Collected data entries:
● ● ● ●
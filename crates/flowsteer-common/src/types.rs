//! Typed data model shared between the device transport and the
//! reconciliation engine.

use serde::{Deserialize, Serialize};
use std::fmt;

/// Transport protocol matched by a flow rule.
#[derive(Debug, Clone, Copy, PartialEq, Eq, Hash, PartialOrd, Ord, Serialize, Deserialize)]
#[serde(rename_all = "lowercase")]
pub enum Protocol {
    Udp,
    Tcp,
}

impl Protocol {
    /// The ethtool `flow-type` for IPv4 rules of this protocol.
    pub fn flow_type(&self) -> &'static str {
        match self {
            Protocol::Udp => "udp4",
            Protocol::Tcp => "tcp4",
        }
    }
}

impl fmt::Display for Protocol {
    fn fmt(&self, f: &mut fmt::Formatter<'_>) -> fmt::Result {
        match self {
            Protocol::Udp => write!(f, "UDP"),
            Protocol::Tcp => write!(f, "TCP"),
        }
    }
}

/// Planning-level identity of a flow rule.
#[derive(Debug, Clone, Copy, PartialEq, Eq, Hash, PartialOrd, Ord, Serialize, Deserialize)]
pub struct RuleKey {
    pub protocol: Protocol,
    pub dest_port: u16,
}

impl RuleKey {
    pub fn new(protocol: Protocol, dest_port: u16) -> Self {
        Self {
            protocol,
            dest_port,
        }
    }
}

impl fmt::Display for RuleKey {
    fn fmt(&self, f: &mut fmt::Formatter<'_>) -> fmt::Result {
        write!(f, "{}/{}", self.protocol, self.dest_port)
    }
}

/// Action taken on packets matching a rule.
#[derive(Debug, Clone, Copy, PartialEq, Eq, Hash, Serialize, Deserialize)]
pub struct RuleAction {
    pub queue: u32,
}

/// A desired hardware classification rule.
#[derive(Debug, Clone, Copy, PartialEq, Eq, Hash, Serialize, Deserialize)]
pub struct FlowRule {
    pub protocol: Protocol,
    pub dest_port: u16,
    pub action: RuleAction,
}

impl FlowRule {
    /// A UDP destination-port rule steering to `queue`.
    pub fn udp(dest_port: u16, queue: u32) -> Self {
        Self {
            protocol: Protocol::Udp,
            dest_port,
            action: RuleAction { queue },
        }
    }

    pub fn key(&self) -> RuleKey {
        RuleKey::new(self.protocol, self.dest_port)
    }

    pub fn queue(&self) -> u32 {
        self.action.queue
    }
}

impl fmt::Display for FlowRule {
    fn fmt(&self, f: &mut fmt::Formatter<'_>) -> fmt::Result {
        write!(f, "{} -> queue {}", self.key(), self.action.queue)
    }
}

/// A rule as reported by the device.
///
/// `rule` is `None` for entries whose match or action this system cannot
/// express (other flow types, masked fields, drop/RSS actions). Such
/// entries are foreign and never touched.
#[derive(Debug, Clone, PartialEq, Eq, Serialize, Deserialize)]
pub struct AppliedRule {
    /// Device-local rule id (ethtool "Filter"/"loc").
    pub id: u32,
    pub rule: Option<FlowRule>,
}

impl AppliedRule {
    pub fn new(id: u32, rule: FlowRule) -> Self {
        Self {
            id,
            rule: Some(rule),
        }
    }

    pub fn foreign(id: u32) -> Self {
        Self { id, rule: None }
    }

    pub fn key(&self) -> Option<RuleKey> {
        self.rule.as_ref().map(FlowRule::key)
    }

    pub fn queue(&self) -> Option<u32> {
        self.rule.as_ref().map(FlowRule::queue)
    }
}

/// The device's current rule table, in the order the device reports it.
#[derive(Debug, Clone, Default, PartialEq, Eq, Serialize, Deserialize)]
pub struct AppliedRuleTable {
    pub rules: Vec<AppliedRule>,
}

impl AppliedRuleTable {
    pub fn new(rules: Vec<AppliedRule>) -> Self {
        Self { rules }
    }

    pub fn len(&self) -> usize {
        self.rules.len()
    }

    pub fn is_empty(&self) -> bool {
        self.rules.is_empty()
    }

    pub fn iter(&self) -> impl Iterator<Item = &AppliedRule> {
        self.rules.iter()
    }

    /// Rules whose key satisfies `owned`, in device order.
    pub fn owned_by<'a, F>(&'a self, owned: F) -> impl Iterator<Item = &'a AppliedRule> + 'a
    where
        F: Fn(&RuleKey) -> bool + 'a,
    {
        self.rules
            .iter()
            .filter(move |r| r.key().map(|k| owned(&k)).unwrap_or(false))
    }
}

/// Driver identity from `ethtool -i`.
#[derive(Debug, Clone, Default, PartialEq, Eq, Serialize, Deserialize)]
pub struct DriverInfo {
    pub driver: String,
    pub version: Option<String>,
    pub firmware_version: Option<String>,
    pub bus_info: Option<String>,
}

/// Device features this system reads or toggles.
#[derive(Debug, Clone, Copy, PartialEq, Eq, Hash, Serialize, Deserialize)]
pub enum Feature {
    /// ntuple filters / flow steering.
    Ntuple,
}

impl Feature {
    /// The ethtool feature name used by `-k` output.
    pub fn ethtool_name(&self) -> &'static str {
        match self {
            Feature::Ntuple => "ntuple-filters",
        }
    }

    /// The short name accepted by `ethtool -K`.
    pub fn ethtool_short_name(&self) -> &'static str {
        match self {
            Feature::Ntuple => "ntuple",
        }
    }
}

/// State of a device feature.
#[derive(Debug, Clone, Copy, PartialEq, Eq, Serialize, Deserialize)]
pub struct FeatureState {
    pub enabled: bool,
    /// The driver does not allow toggling it (`[fixed]`).
    pub fixed: bool,
}

impl FeatureState {
    /// A fixed-off feature is not implemented by the driver.
    pub fn supported(&self) -> bool {
        self.enabled || !self.fixed
    }
}

/// Channel configuration from `ethtool -l`.
#[derive(Debug, Clone, Copy, Default, PartialEq, Eq, Serialize, Deserialize)]
pub struct ChannelCounts {
    pub rx: u32,
    pub tx: u32,
    pub other: u32,
    pub combined: u32,
}

impl ChannelCounts {
    /// Number of receive queues, `None` if the driver reports none.
    pub fn rx_queues(&self) -> Option<u32> {
        let n = self.combined + self.rx;
        (n > 0).then_some(n)
    }
}

/// Interrupt coalescing passthrough values.
#[derive(Debug, Clone, Copy, Default, PartialEq, Eq, Serialize, Deserialize)]
pub struct Coalesce {
    pub rx_usecs: Option<u32>,
    pub adaptive_rx: Option<bool>,
}

impl Coalesce {
    pub fn is_empty(&self) -> bool {
        self.rx_usecs.is_none() && self.adaptive_rx.is_none()
    }
}

#[cfg(test)]
mod tests {
    use super::*;

    #[test]
    fn test_flow_rule_key_and_display() {
        let rule = FlowRule::udp(8000, 0);
        assert_eq!(rule.key(), RuleKey::new(Protocol::Udp, 8000));
        assert_eq!(rule.to_string(), "UDP/8000 -> queue 0");
    }

    #[test]
    fn test_rule_key_ordering() {
        let mut keys = vec![
            RuleKey::new(Protocol::Udp, 8002),
            RuleKey::new(Protocol::Udp, 8000),
            RuleKey::new(Protocol::Udp, 8001),
        ];
        keys.sort();
        let ports: Vec<u16> = keys.iter().map(|k| k.dest_port).collect();
        assert_eq!(ports, vec![8000, 8001, 8002]);
    }

    #[test]
    fn test_owned_by_skips_foreign() {
        let table = AppliedRuleTable::new(vec![
            AppliedRule::new(1, FlowRule::udp(8000, 0)),
            AppliedRule::foreign(2),
            AppliedRule::new(3, FlowRule::udp(53, 2)),
        ]);
        let ids: Vec<u32> = table
            .owned_by(|k| (8000..=8010).contains(&k.dest_port))
            .map(|r| r.id)
            .collect();
        assert_eq!(ids, vec![1]);
    }

    #[test]
    fn test_feature_state_supported() {
        let fixed_off = FeatureState {
            enabled: false,
            fixed: true,
        };
        let off = FeatureState {
            enabled: false,
            fixed: false,
        };
        assert!(!fixed_off.supported());
        assert!(off.supported());
    }

    #[test]
    fn test_channel_counts_rx_queues() {
        let c = ChannelCounts {
            combined: 8,
            ..Default::default()
        };
        assert_eq!(c.rx_queues(), Some(8));
        assert_eq!(ChannelCounts::default().rx_queues(), None);
    }
}
#[cfg(test)]
mod tests {
    use super::*;
    use pretty_assertions::assert_eq;

    const DRIVER_INFO: &str = "driver: ixgbe
version: 5.15.0-91-generic
firmware-version: 0x800008f4
expansion-rom-version:
bus-info: 0000:03:00.0
supports-statistics: yes
supports-test: yes";

    const CHANNELS: &str = "Channel parameters for enp3s0f0:
Pre-set maximums:
RX:		n/a
TX:		n/a
Other:		1
Combined:	63
Current hardware settings:
RX:		n/a
TX:		n/a
Other:		1
Combined:	8";

    const RINGS: &str = "Ring parameters for enp3s0f0:
Pre-set maximums:
RX:		4096
RX Mini:	n/a
RX Jumbo:	n/a
TX:		4096
Current hardware settings:
RX:		512
RX Mini:	n/a
RX Jumbo:	n/a
TX:		512
RX Buf Len:		n/a";

    const COALESCE: &str = "Coalesce parameters for enp3s0f0:
Adaptive RX: on  TX: off
stats-block-usecs:	n/a
sample-interval:	n/a

rx-usecs:	50
rx-frames:	n/a
rx-usecs-irq:	n/a";

    const FEATURES: &str = "Features for enp3s0f0:
rx-checksumming: on
tx-checksumming: on
ntuple-filters: off
receive-hashing: on
hw-tc-offload: off [fixed]";

    const RULES: &str = "8 RX rings available
Total 3 rules

Filter: 1023
	Rule Type: UDP over IPv4
	Src IP addr: 0.0.0.0 mask: 255.255.255.255
	Dest IP addr: 0.0.0.0 mask: 255.255.255.255
	TOS: 0x0 mask: 0xff
	Src port: 0 mask: 0xffff
	Dest port: 8000 mask: 0x0
	Action: Direct to queue 0

Filter: 1022
	Rule Type: TCP over IPv4
	Src IP addr: 10.0.0.1 mask: 0.0.0.0
	Dest IP addr: 0.0.0.0 mask: 255.255.255.255
	TOS: 0x0 mask: 0xff
	Src port: 0 mask: 0xffff
	Dest port: 22 mask: 0x0
	Action: Direct to queue 3

Filter: 1021
	Rule Type: UDP over IPv4
	Src IP addr: 0.0.0.0 mask: 255.255.255.255
	Dest IP addr: 0.0.0.0 mask: 255.255.255.255
	TOS: 0x0 mask: 0xff
	Src port: 0 mask: 0xffff
	Dest port: 53 mask: 0x0
	Action: Drop
";

    #[test]
    fn test_parse_driver_info() {
        let info = parse_driver_info(DRIVER_INFO).unwrap();
        assert_eq!(info.driver, "ixgbe");
        assert_eq!(info.firmware_version.as_deref(), Some("0x800008f4"));
        assert_eq!(info.bus_info.as_deref(), Some("0000:03:00.0"));
    }

    #[test]
    fn test_parse_driver_info_missing_driver() {
        assert!(parse_driver_info("version: 1.0").is_err());
    }

    #[test]
    fn test_parse_channels() {
        let params = parse_channels(CHANNELS).unwrap();
        assert_eq!(params.maximum.combined, 63);
        assert_eq!(params.current.combined, 8);
        assert_eq!(params.current.rx, 0);
        assert_eq!(params.current.rx_queues(), Some(8));
    }

    #[test]
    fn test_parse_channels_rejects_garbage() {
        assert!(parse_channels("Channel parameters for eth0:\nCurrent hardware settings:\nCombined: many").is_err());
        assert!(parse_channels("nothing here").is_err());
    }

    #[test]
    fn test_parse_rx_ring() {
        assert_eq!(parse_rx_ring(RINGS).unwrap(), Some(512));
        assert_eq!(
            parse_rx_ring("Current hardware settings:\nRX:\tn/a").unwrap(),
            None
        );
        assert!(parse_rx_ring("Pre-set maximums:\nRX: 4096").is_err());
    }

    #[test]
    fn test_parse_coalesce() {
        assert_eq!(
            parse_coalesce(COALESCE).unwrap(),
            Coalesce {
                rx_usecs: Some(50),
                adaptive_rx: Some(true),
            }
        );
        assert_eq!(
            parse_coalesce("Adaptive RX: n/a  TX: n/a\nrx-usecs: n/a").unwrap(),
            Coalesce::default()
        );
    }

    #[test]
    fn test_parse_feature() {
        assert_eq!(
            parse_feature(FEATURES, "ntuple-filters"),
            Some(FeatureState {
                enabled: false,
                fixed: false
            })
        );
        assert_eq!(
            parse_feature(FEATURES, "hw-tc-offload"),
            Some(FeatureState {
                enabled: false,
                fixed: true
            })
        );
        assert_eq!(parse_feature(FEATURES, "rx-gro-hw"), None);
    }

    #[test]
    fn test_parse_rule_listing() {
        let listing = parse_rule_listing(RULES).unwrap();
        assert_eq!(listing.rx_rings, Some(8));
        assert_eq!(
            listing.table.rules,
            vec![
                AppliedRule::new(1023, FlowRule::udp(8000, 0)),
                // Source IP narrowed: not a plain dst-port rule.
                AppliedRule::foreign(1022),
                // Drop action.
                AppliedRule::foreign(1021),
            ]
        );
    }

    #[test]
    fn test_parse_empty_rule_listing() {
        let listing = parse_rule_listing("8 RX rings available\nTotal 0 rules\n").unwrap();
        assert!(listing.table.is_empty());
    }

    #[test]
    fn test_parse_added_rule_id() {
        assert_eq!(parse_added_rule_id("Added rule with ID 1023"), Some(1023));
        assert_eq!(parse_added_rule_id(""), None);
    }

    #[test]
    fn test_classify_rejection() {
        assert_eq!(
            classify_rejection("rmgr: Cannot insert RX class rule: No space left on device"),
            RejectKind::TableFull
        );
        assert_eq!(
            classify_rejection("rmgr: Cannot insert RX class rule: Invalid argument"),
            RejectKind::Invalid
        );
        assert_eq!(classify_rejection("something else"), RejectKind::Other);
    }

    #[test]
    fn test_unsupported_and_missing_device() {
        assert!(is_unsupported(
            "rxclass: Cannot get RX class rule count: Operation not supported"
        ));
        assert!(is_no_such_device("Cannot get driver information: No such device"));
        assert!(!is_no_such_device("Added rule with ID 4"));
    }
}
● ● ● ●
EXERCISE DIRECTIONS:
Please return all lines from the records that hold the word "with".

WRITTEN RESPONSE:
        assert_eq!(parse_added_rule_id("Added rule with ID 1023"), Some(1023));
        assert!(!is_no_such_device("Added rule with ID 4"));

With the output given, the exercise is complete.